Allen-Wolsko was on her way home from New York to celebrate her second wedding anniversary. She sat in 26B, a middle seat, in the last row of the cabin. When the plane ripped through a formation of Canada geese and the engines choked, her seatmates reached for their cell phones.

Put away the phones, she told them. “Let’s just hold hands and pray.”

After splashdown, she climbed over seat backs as water poured in, and crawled onto the wing. Within minutes, she was rescued by the crew aboard the ferry Yogi Berra. Its captain wrapped his coat around her.

“We saw some of the best sides of humanity on that river that day,” she says.

Theresa Leahy, 50, a fellow BofA exec who sat in 5C, says the year has been one of introspection but was hardly life-changing.

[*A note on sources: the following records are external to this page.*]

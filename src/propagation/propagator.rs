use super::ChildFileSetsNavigator;
use crate::embargo::{Embargo, EmbargoManager};
use crate::error::{AccessError, AccessResult};
use crate::lease::{Lease, LeaseManager};
use crate::resource::{Resource, ResourceId};
use crate::store::AccessContext;
use crate::visibility::{Visibility, VisibilityReader, VisibilityWriter};
use crate::{log_propagation_debug, log_propagation_error, log_propagation_info};

/// Children updated by a completed propagation, in the order they were
/// written.
#[derive(Debug, Clone, Default, PartialEq, Eq)]
pub struct PropagationReport {
    pub updated: Vec<ResourceId>,
}

impl PropagationReport {
    pub fn len(&self) -> usize {
        self.updated.len()
    }

    pub fn is_empty(&self) -> bool {
        self.updated.is_empty()
    }
}

/// What each child receives, decided once from the source.
enum Plan {
    Embargo(Embargo),
    Lease(Lease, Visibility),
    Grants(Visibility),
}

/// Pushes the visibility of a work onto each of its child file sets.
///
/// An active embargo or lease on the source is copied as a fresh record per
/// child; otherwise the source's visibility is assigned. Children are
/// updated one at a time and the run stops at the first failure, leaving
/// earlier children updated.
pub struct VisibilityPropagator<'a> {
    source: &'a Resource,
    context: &'a AccessContext,
}

impl<'a> VisibilityPropagator<'a> {
    pub fn new(source: &'a Resource, context: &'a AccessContext) -> Self {
        Self { source, context }
    }

    /// # Errors
    ///
    /// `PropagationHalted` carrying the number of children already updated
    /// and the error from the failing child.
    pub fn propagate(&self) -> AccessResult<PropagationReport> {
        let plan = self.plan()?;
        let children = ChildFileSetsNavigator::new(self.context).find_child_file_sets(self.source)?;
        log_propagation_debug!(
            "Propagating from {} to {} file sets",
            self.source.id,
            children.len()
        );

        let mut report = PropagationReport::default();
        for child in children {
            let child_id = child.id.clone();
            if let Err(e) = self.update_child(child, &plan) {
                log_propagation_error!(
                    "Propagation from {} halted at {}: {}",
                    self.source.id,
                    child_id,
                    e
                );
                return Err(AccessError::PropagationHalted {
                    completed: report.len(),
                    source: Box::new(e),
                });
            }
            report.updated.push(child_id);
        }

        log_propagation_info!(
            "Propagated access from {} to {} file sets",
            self.source.id,
            report.len()
        );
        Ok(report)
    }

    fn plan(&self) -> AccessResult<Plan> {
        let embargo = EmbargoManager::new(self.source.clone(), self.context.clone());
        if embargo.under_embargo()? {
            if let Some(copy) = embargo.clone_embargo()? {
                return Ok(Plan::Embargo(copy));
            }
        }
        let lease = LeaseManager::new(self.source.clone(), self.context.clone());
        let reader = VisibilityReader::new(self.source, self.context);
        if lease.under_lease()? {
            if let Some(copy) = lease.clone_lease()? {
                return Ok(Plan::Lease(copy, reader.grant_visibility()?));
            }
        }
        Ok(Plan::Grants(reader.grant_visibility()?))
    }

    fn update_child(&self, child: Resource, plan: &Plan) -> AccessResult<()> {
        let child = match plan {
            Plan::Embargo(embargo) => {
                let mut manager = EmbargoManager::new(child, self.context.clone());
                let held = manager.embargo()?.map_or(false, |e| e.same_terms(embargo));
                if !held {
                    let replaced = manager.resource().embargo_id.clone();
                    manager.attach(embargo.clone())?;
                    if let Some(id) = replaced {
                        self.context.persister().delete_embargo(&id)?;
                    }
                }
                manager.apply()?;
                manager.into_resource()
            }
            Plan::Lease(lease, grants) => {
                let child = self.detach_embargo(child)?;
                let mut manager = LeaseManager::new(child, self.context.clone());
                let held = manager.lease()?.map_or(false, |l| l.same_terms(lease));
                if !held {
                    let replaced = manager.resource().lease_id.clone();
                    manager.attach(lease.clone())?;
                    if let Some(id) = replaced {
                        self.context.persister().delete_lease(&id)?;
                    }
                }
                let child = manager.into_resource();
                VisibilityWriter::new(&child, self.context)?.assign_access_for(*grants)?;
                child
            }
            Plan::Grants(visibility) => {
                let child = self.detach_embargo(child)?;
                let child = self.detach_lease(child)?;
                VisibilityWriter::new(&child, self.context)?.assign_access_for(*visibility)?;
                child
            }
        };
        self.context.persister().save_resource(&child)?;
        Ok(())
    }

    /// A child must not keep a restriction its source no longer has
    fn detach_embargo(&self, child: Resource) -> AccessResult<Resource> {
        let mut manager = EmbargoManager::new(child, self.context.clone());
        if let Some(id) = manager.nullify()? {
            log_propagation_debug!("Detached embargo {} from {}", id, manager.resource().id);
        }
        Ok(manager.into_resource())
    }

    fn detach_lease(&self, child: Resource) -> AccessResult<Resource> {
        let mut manager = LeaseManager::new(child, self.context.clone());
        if let Some(id) = manager.nullify()? {
            log_propagation_debug!("Detached lease {} from {}", id, manager.resource().id);
        }
        Ok(manager.into_resource())
    }
}
use super::{Persister, QueryService, RecordKind};
use crate::embargo::Embargo;
use crate::error::AccessResult;
use crate::lease::Lease;
use crate::permissions::AccessControlRecord;
use crate::resource::{LegacyResource, Resource, ResourceId};
use std::collections::HashMap;
use std::sync::RwLock;

/// In-memory store implementing both the persister and the query service.
///
/// Intended for tests and for callers embedding the engine without durable
/// storage. Writes are last-writer-wins per key.
#[derive(Debug, Default)]
pub struct MemoryStore {
    resources: RwLock<HashMap<ResourceId, Resource>>,
    legacy: RwLock<HashMap<ResourceId, LegacyResource>>,
    access_controls: RwLock<HashMap<ResourceId, AccessControlRecord>>,
    embargoes: RwLock<HashMap<ResourceId, Embargo>>,
    leases: RwLock<HashMap<ResourceId, Lease>>,
}

fn insert<T: Clone>(
    map: &RwLock<HashMap<ResourceId, T>>,
    kind: RecordKind,
    id: ResourceId,
    item: &T,
) -> AccessResult<T> {
    let mut guard = map.write().map_err(|_| kind.poisoned())?;
    guard.insert(id, item.clone());
    Ok(item.clone())
}

fn fetch<T: Clone>(
    map: &RwLock<HashMap<ResourceId, T>>,
    kind: RecordKind,
    id: &ResourceId,
) -> AccessResult<Option<T>> {
    let guard = map.read().map_err(|_| kind.poisoned())?;
    Ok(guard.get(id).cloned())
}

fn remove<T>(map: &RwLock<HashMap<ResourceId, T>>, kind: RecordKind, id: &ResourceId) -> AccessResult<bool> {
    let mut guard = map.write().map_err(|_| kind.poisoned())?;
    Ok(guard.remove(id).is_some())
}

impl MemoryStore {
    pub fn new() -> Self {
        Self::default()
    }

    /// Number of stored embargo records
    pub fn embargo_count(&self) -> AccessResult<usize> {
        let guard = self
            .embargoes
            .read()
            .map_err(|_| RecordKind::Embargo.poisoned())?;
        Ok(guard.len())
    }

    /// Number of stored lease records
    pub fn lease_count(&self) -> AccessResult<usize> {
        let guard = self
            .leases
            .read()
            .map_err(|_| RecordKind::Lease.poisoned())?;
        Ok(guard.len())
    }
}

impl Persister for MemoryStore {
    fn save_resource(&self, resource: &Resource) -> AccessResult<Resource> {
        insert(&self.resources, RecordKind::Resource, resource.id.clone(), resource)
    }

    fn save_legacy(&self, resource: &LegacyResource) -> AccessResult<LegacyResource> {
        insert(&self.legacy, RecordKind::LegacyResource, resource.id.clone(), resource)
    }

    fn save_access_control(
        &self,
        record: &AccessControlRecord,
    ) -> AccessResult<AccessControlRecord> {
        insert(
            &self.access_controls,
            RecordKind::AccessControl,
            record.access_to.clone(),
            record,
        )
    }

    fn save_embargo(&self, embargo: &Embargo) -> AccessResult<Embargo> {
        let mut embargo = embargo.clone();
        let id = embargo.id.get_or_insert_with(ResourceId::generate).clone();
        insert(&self.embargoes, RecordKind::Embargo, id, &embargo)
    }

    fn save_lease(&self, lease: &Lease) -> AccessResult<Lease> {
        let mut lease = lease.clone();
        let id = lease.id.get_or_insert_with(ResourceId::generate).clone();
        insert(&self.leases, RecordKind::Lease, id, &lease)
    }

    fn delete_embargo(&self, id: &ResourceId) -> AccessResult<bool> {
        remove(&self.embargoes, RecordKind::Embargo, id)
    }

    fn delete_lease(&self, id: &ResourceId) -> AccessResult<bool> {
        remove(&self.leases, RecordKind::Lease, id)
    }
}

impl QueryService for MemoryStore {
    fn find_resource(&self, id: &ResourceId) -> AccessResult<Resource> {
        fetch(&self.resources, RecordKind::Resource, id)?
            .ok_or_else(|| RecordKind::Resource.not_found(id))
    }

    fn find_legacy(&self, id: &ResourceId) -> AccessResult<LegacyResource> {
        fetch(&self.legacy, RecordKind::LegacyResource, id)?
            .ok_or_else(|| RecordKind::LegacyResource.not_found(id))
    }

    fn find_access_control(
        &self,
        access_to: &ResourceId,
    ) -> AccessResult<Option<AccessControlRecord>> {
        fetch(&self.access_controls, RecordKind::AccessControl, access_to)
    }

    fn find_embargo(&self, id: &ResourceId) -> AccessResult<Embargo> {
        fetch(&self.embargoes, RecordKind::Embargo, id)?
            .ok_or_else(|| RecordKind::Embargo.not_found(id))
    }

    fn find_lease(&self, id: &ResourceId) -> AccessResult<Lease> {
        fetch(&self.leases, RecordKind::Lease, id)?
            .ok_or_else(|| RecordKind::Lease.not_found(id))
    }

    fn find_members(&self, resource: &Resource) -> AccessResult<Vec<Resource>> {
        let guard = self
            .resources
            .read()
            .map_err(|_| RecordKind::Resource.poisoned())?;
        Ok(resource
            .member_ids
            .iter()
            .filter_map(|id| guard.get(id).cloned())
            .collect())
    }

    fn find_legacy_members(&self, resource: &LegacyResource) -> AccessResult<Vec<LegacyResource>> {
        let guard = self
            .legacy
            .read()
            .map_err(|_| RecordKind::LegacyResource.poisoned())?;
        Ok(resource
            .member_ids
            .iter()
            .filter_map(|id| guard.get(id).cloned())
            .collect())
    }
}

#[cfg(test)]
mod tests {
    use super::*;
    use crate::visibility::Visibility;
    use chrono::{Duration, Utc};

    #[test]
    fn test_save_embargo_assigns_id() {
        let store = MemoryStore::new();
        let embargo = Embargo::new(
            Utc::now() + Duration::days(10),
            Visibility::Restricted,
            Visibility::Open,
        );
        let saved = store.save_embargo(&embargo).unwrap();
        let id = saved.id.clone().unwrap();
        assert_eq!(store.find_embargo(&id).unwrap(), saved);

        let resaved = store.save_embargo(&saved).unwrap();
        assert_eq!(resaved.id, Some(id));
        assert_eq!(store.embargo_count().unwrap(), 1);
    }

    #[test]
    fn test_find_members_keeps_member_order() {
        let store = MemoryStore::new();
        let a = Resource::file_set();
        let b = Resource::file_set();
        store.save_resource(&a).unwrap();
        store.save_resource(&b).unwrap();
        let work = Resource::work().with_members(vec![b.id.clone(), a.id.clone()]);

        let members = store.find_members(&work).unwrap();
        let ids: Vec<_> = members.iter().map(|r| r.id.clone()).collect();
        assert_eq!(ids, vec![b.id, a.id]);
    }

    #[test]
    fn test_missing_resource_is_not_found() {
        let store = MemoryStore::new();
        let err = store.find_resource(&ResourceId::from("missing")).unwrap_err();
        assert!(matches!(err, crate::error::AccessError::NotFound(_)));
    }
}
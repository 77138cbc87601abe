//! Copying a work's access state down to its file sets.

pub mod navigator;
pub mod propagator;

pub use navigator::ChildFileSetsNavigator;
pub use propagator::{PropagationReport, VisibilityPropagator};
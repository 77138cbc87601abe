use crate::error::AccessResult;
use crate::permissions::access_control_list::AccessControlList;
use crate::permissions::types::{AccessMode, Agent, AgentKind};
use crate::resource::ResourceId;
use crate::store::AccessContext;
use std::collections::BTreeSet;

/// Convenience accessors over the access control list of one resource.
///
/// Getters report the agents currently holding an access mode. Setters replace
/// the whole set for one (mode, agent kind) pair by revoking every current
/// holder and granting the new ones. Setters never save; call
/// `acl_mut().save()` when done.
#[derive(Debug, Clone)]
pub struct PermissionManager {
    acl: AccessControlList,
}

impl PermissionManager {
    /// Load the access control list of `resource_id`
    pub fn for_resource(resource_id: &ResourceId, context: &AccessContext) -> AccessResult<Self> {
        Ok(Self {
            acl: AccessControlList::load(resource_id, context)?,
        })
    }

    pub fn from_acl(acl: AccessControlList) -> Self {
        Self { acl }
    }

    pub fn acl(&self) -> &AccessControlList {
        &self.acl
    }

    pub fn acl_mut(&mut self) -> &mut AccessControlList {
        &mut self.acl
    }

    pub fn into_acl(self) -> AccessControlList {
        self.acl
    }

    pub fn edit_users(&self) -> BTreeSet<String> {
        self.acl.agents_with(AccessMode::Edit, AgentKind::User)
    }

    pub fn edit_groups(&self) -> BTreeSet<String> {
        self.acl.agents_with(AccessMode::Edit, AgentKind::Group)
    }

    pub fn read_users(&self) -> BTreeSet<String> {
        self.acl.agents_with(AccessMode::Read, AgentKind::User)
    }

    pub fn read_groups(&self) -> BTreeSet<String> {
        self.acl.agents_with(AccessMode::Read, AgentKind::Group)
    }

    pub fn set_edit_users<I, S>(&mut self, users: I)
    where
        I: IntoIterator<Item = S>,
        S: Into<String>,
    {
        self.replace(AccessMode::Edit, AgentKind::User, users);
    }

    pub fn set_edit_groups<I, S>(&mut self, groups: I)
    where
        I: IntoIterator<Item = S>,
        S: Into<String>,
    {
        self.replace(AccessMode::Edit, AgentKind::Group, groups);
    }

    pub fn set_read_users<I, S>(&mut self, users: I)
    where
        I: IntoIterator<Item = S>,
        S: Into<String>,
    {
        self.replace(AccessMode::Read, AgentKind::User, users);
    }

    pub fn set_read_groups<I, S>(&mut self, groups: I)
    where
        I: IntoIterator<Item = S>,
        S: Into<String>,
    {
        self.replace(AccessMode::Read, AgentKind::Group, groups);
    }

    fn replace<I, S>(&mut self, mode: AccessMode, kind: AgentKind, names: I)
    where
        I: IntoIterator<Item = S>,
        S: Into<String>,
    {
        let agent = |name: String| match kind {
            AgentKind::User => Agent::User(name),
            AgentKind::Group => Agent::Group(name),
        };

        for current in self.acl.agents_with(mode, kind) {
            self.acl.revoke(mode).from(agent(current));
        }
        for name in names {
            self.acl.grant(mode).to(agent(name.into()));
        }
    }
}
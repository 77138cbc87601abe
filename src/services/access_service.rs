use super::{ReleasePolicy, ReleaseService};
use crate::config::AccessConfig;
use crate::embargo::{Embargo, EmbargoManager};
use crate::error::AccessResult;
use crate::lease::{Lease, LeaseManager};
use crate::permissions::{AccessControlList, AccessMode, Agent};
use crate::propagation::{PropagationReport, VisibilityPropagator};
use crate::resource::{Resource, ResourceId};
use crate::store::AccessContext;
use crate::visibility::{Visibility, VisibilityReader, VisibilityWriter};
use crate::{log_services_info, log_services_warn};

/// In-process entry point keyed by resource id.
///
/// Each call loads what it needs through the query service, performs one
/// transition and returns. Nothing is cached between calls.
#[derive(Clone)]
pub struct AccessService {
    context: AccessContext,
}

impl AccessService {
    pub fn new(context: AccessContext) -> Self {
        Self { context }
    }

    pub fn from_config(config: &AccessConfig) -> AccessResult<Self> {
        Ok(Self::new(AccessContext::from_config(config)?))
    }

    pub fn context(&self) -> &AccessContext {
        &self.context
    }

    fn resource(&self, id: &ResourceId) -> AccessResult<Resource> {
        self.context.queries().find_resource(id)
    }

    pub fn grant_access(&self, id: &ResourceId, agent: Agent, mode: AccessMode) -> AccessResult<()> {
        AccessControlList::load(id, &self.context)?
            .grant(mode)
            .to(agent)
            .save()
    }

    pub fn revoke_access(&self, id: &ResourceId, agent: Agent, mode: AccessMode) -> AccessResult<()> {
        AccessControlList::load(id, &self.context)?
            .revoke(mode)
            .from(agent)
            .save()
    }

    pub fn set_visibility(&self, id: &ResourceId, visibility: Visibility) -> AccessResult<()> {
        let resource = self.resource(id)?;
        VisibilityWriter::new(&resource, &self.context)?.assign_access_for(visibility)?;
        log_services_info!("Set visibility of {} to {}", id, visibility);
        Ok(())
    }

    pub fn visibility_of(&self, id: &ResourceId) -> AccessResult<Visibility> {
        let resource = self.resource(id)?;
        VisibilityReader::new(&resource, &self.context).read()
    }

    /// Attach a new embargo and apply its "during" grants when it is active.
    pub fn attach_embargo(&self, id: &ResourceId, embargo: Embargo) -> AccessResult<Embargo> {
        let mut manager = EmbargoManager::new(self.resource(id)?, self.context.clone());
        let saved = manager.attach(embargo)?;
        manager.apply()?;
        Ok(saved)
    }

    pub fn attach_lease(&self, id: &ResourceId, lease: Lease) -> AccessResult<Lease> {
        let mut manager = LeaseManager::new(self.resource(id)?, self.context.clone());
        let saved = manager.attach(lease)?;
        manager.apply()?;
        Ok(saved)
    }

    pub fn release_embargo(&self, id: &ResourceId, policy: ReleasePolicy) -> AccessResult<bool> {
        let mut resource = self.resource(id)?;
        ReleaseService::new(self.context.clone()).destroy_embargo(&mut resource, policy)
    }

    pub fn expire_lease(&self, id: &ResourceId, policy: ReleasePolicy) -> AccessResult<bool> {
        let mut resource = self.resource(id)?;
        ReleaseService::new(self.context.clone()).destroy_lease(&mut resource, policy)
    }

    pub fn propagate_visibility(&self, id: &ResourceId) -> AccessResult<PropagationReport> {
        let resource = self.resource(id)?;
        VisibilityPropagator::new(&resource, &self.context).propagate()
    }

    /// Detach and delete the embargo without changing visibility.
    pub fn delete_embargo(&self, id: &ResourceId) -> AccessResult<bool> {
        let mut manager = EmbargoManager::new(self.resource(id)?, self.context.clone());
        match manager.nullify()? {
            Some(embargo_id) => self.context.persister().delete_embargo(&embargo_id),
            None => {
                log_services_warn!("No embargo to delete on {}", id);
                Ok(false)
            }
        }
    }

    /// Detach and delete the lease without changing visibility.
    pub fn delete_lease(&self, id: &ResourceId) -> AccessResult<bool> {
        let mut manager = LeaseManager::new(self.resource(id)?, self.context.clone());
        match manager.nullify()? {
            Some(lease_id) => self.context.persister().delete_lease(&lease_id),
            None => {
                log_services_warn!("No lease to delete on {}", id);
                Ok(false)
            }
        }
    }
}
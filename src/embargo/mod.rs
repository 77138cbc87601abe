//! Embargoes: temporary restrictions that lift on a release date.

pub mod manager;

pub use manager::EmbargoManager;

use crate::error::{AccessError, AccessResult};
use crate::resource::ResourceId;
use crate::temporal::RestrictionState;
use crate::visibility::Visibility;
use chrono::{DateTime, Utc};
use serde::{Deserialize, Serialize};

#[derive(Debug, Clone, PartialEq, Serialize, Deserialize)]
pub struct Embargo {
    /// Assigned by the persister on first save
    #[serde(default)]
    pub id: Option<ResourceId>,
    pub embargo_release_date: DateTime<Utc>,
    pub visibility_during_embargo: Visibility,
    pub visibility_after_embargo: Visibility,
    /// Set once the embargo has been released; release is irreversible
    #[serde(default)]
    pub released_at: Option<DateTime<Utc>>,
    #[serde(default)]
    pub embargo_history: Vec<String>,
}

impl Embargo {
    pub fn new(
        embargo_release_date: DateTime<Utc>,
        visibility_during_embargo: Visibility,
        visibility_after_embargo: Visibility,
    ) -> Self {
        Self {
            id: None,
            embargo_release_date,
            visibility_during_embargo,
            visibility_after_embargo,
            released_at: None,
            embargo_history: Vec::new(),
        }
    }

    /// Both visibilities must be plain grant patterns
    pub fn validate(&self) -> AccessResult<()> {
        for (field, visibility) in [
            ("visibility_during_embargo", self.visibility_during_embargo),
            ("visibility_after_embargo", self.visibility_after_embargo),
        ] {
            if !visibility.is_grant_based() {
                return Err(AccessError::invalid_transition(format!(
                    "{} cannot be '{}'",
                    field, visibility
                )));
            }
        }
        Ok(())
    }

    pub fn is_released(&self) -> bool {
        self.released_at.is_some()
    }

    /// Unreleased with a release date still in the future
    pub fn is_active(&self, now: DateTime<Utc>) -> bool {
        !self.is_released() && self.embargo_release_date > now
    }

    pub fn state(&self, now: DateTime<Utc>) -> RestrictionState {
        if self.is_released() {
            RestrictionState::Released
        } else if self.embargo_release_date > now {
            RestrictionState::Active
        } else {
            RestrictionState::Lapsed
        }
    }

    /// Mark released and record the deactivation in the history.
    pub fn deactivate(&mut self, now: DateTime<Utc>) {
        if self.is_released() {
            return;
        }
        let state = if self.embargo_release_date > now {
            "An active"
        } else {
            "An expired"
        };
        self.embargo_history.push(format!(
            "{} embargo was deactivated on {}. Its release date was {}. Visibility during embargo was {} and intended visibility after embargo was {}",
            state,
            now.format("%Y-%m-%d"),
            self.embargo_release_date.format("%Y-%m-%d"),
            self.visibility_during_embargo,
            self.visibility_after_embargo
        ));
        self.released_at = Some(now);
    }

    /// Unreleased and carrying the same date and visibilities as `other`
    pub fn same_terms(&self, other: &Embargo) -> bool {
        !self.is_released()
            && self.embargo_release_date == other.embargo_release_date
            && self.visibility_during_embargo == other.visibility_during_embargo
            && self.visibility_after_embargo == other.visibility_after_embargo
    }

    /// Unsaved copy of the date and visibility fields, for attaching to
    /// another resource.
    pub fn duplicate(&self) -> Embargo {
        Embargo::new(
            self.embargo_release_date,
            self.visibility_during_embargo,
            self.visibility_after_embargo,
        )
    }
}

#[cfg(test)]
mod tests {
    use super::*;
    use chrono::Duration;

    #[test]
    fn test_state_transitions() {
        let now = Utc::now();
        let mut embargo = Embargo::new(
            now + Duration::days(1),
            Visibility::Restricted,
            Visibility::Open,
        );
        assert_eq!(embargo.state(now), RestrictionState::Active);
        assert_eq!(embargo.state(now + Duration::days(2)), RestrictionState::Lapsed);

        embargo.deactivate(now);
        assert_eq!(embargo.state(now), RestrictionState::Released);
        assert!(!embargo.is_active(now));
        assert_eq!(embargo.embargo_history.len(), 1);
        assert!(embargo.embargo_history[0].starts_with("An active embargo"));

        embargo.deactivate(now);
        assert_eq!(embargo.embargo_history.len(), 1);
    }

    #[test]
    fn test_validate_rejects_temporal_visibility() {
        let embargo = Embargo::new(Utc::now(), Visibility::Lease, Visibility::Open);
        assert!(matches!(
            embargo.validate(),
            Err(AccessError::InvalidTransition(_))
        ));
    }
}
use access_lifecycle::logging::{LogConfig, LoggingError, LoggingSystem};

#[test]
fn test_existing_logger_leaves_config_unset() {
    env_logger::builder().is_test(true).try_init().unwrap();

    let config = LogConfig {
        default_level: "DEBUG".to_string(),
        ..LogConfig::default()
    };
    assert!(matches!(
        LoggingSystem::init(&config),
        Err(LoggingError::AlreadyInitialized)
    ));
    assert!(LoggingSystem::current_config().is_none());
}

“I didn’t go overboard on it,” says Leahy, who is excited about embracing her New York rescuers again today.

This morning, Clay Presley, president of Carolina Pad and occupant of seat 15D, will personally thank those who came to their aid in a speech at a Red Cross breakfast.

He says the last year has been one in which he enjoyed his family more than ever and became a stronger Christian.

He’s developed a contempt for rude people and finds himself now looking on the positive side of things.

“The last thing you want to be remembered for is being a jerk,” says Presley, 55, of Charlotte.

On his work desk, he keeps a picture of the passengers standing on the wings in the river.

“It’s a daily reminder of how fragile and quick life is, and how it’s totally out of your control.”

Allen-Wolsko says she has been through a cascade of emotions in the last year, but is pleased where the journey of Flight 1549 eventually took her.

“It’s a new me,” she says. “I like the new me better than the old me.”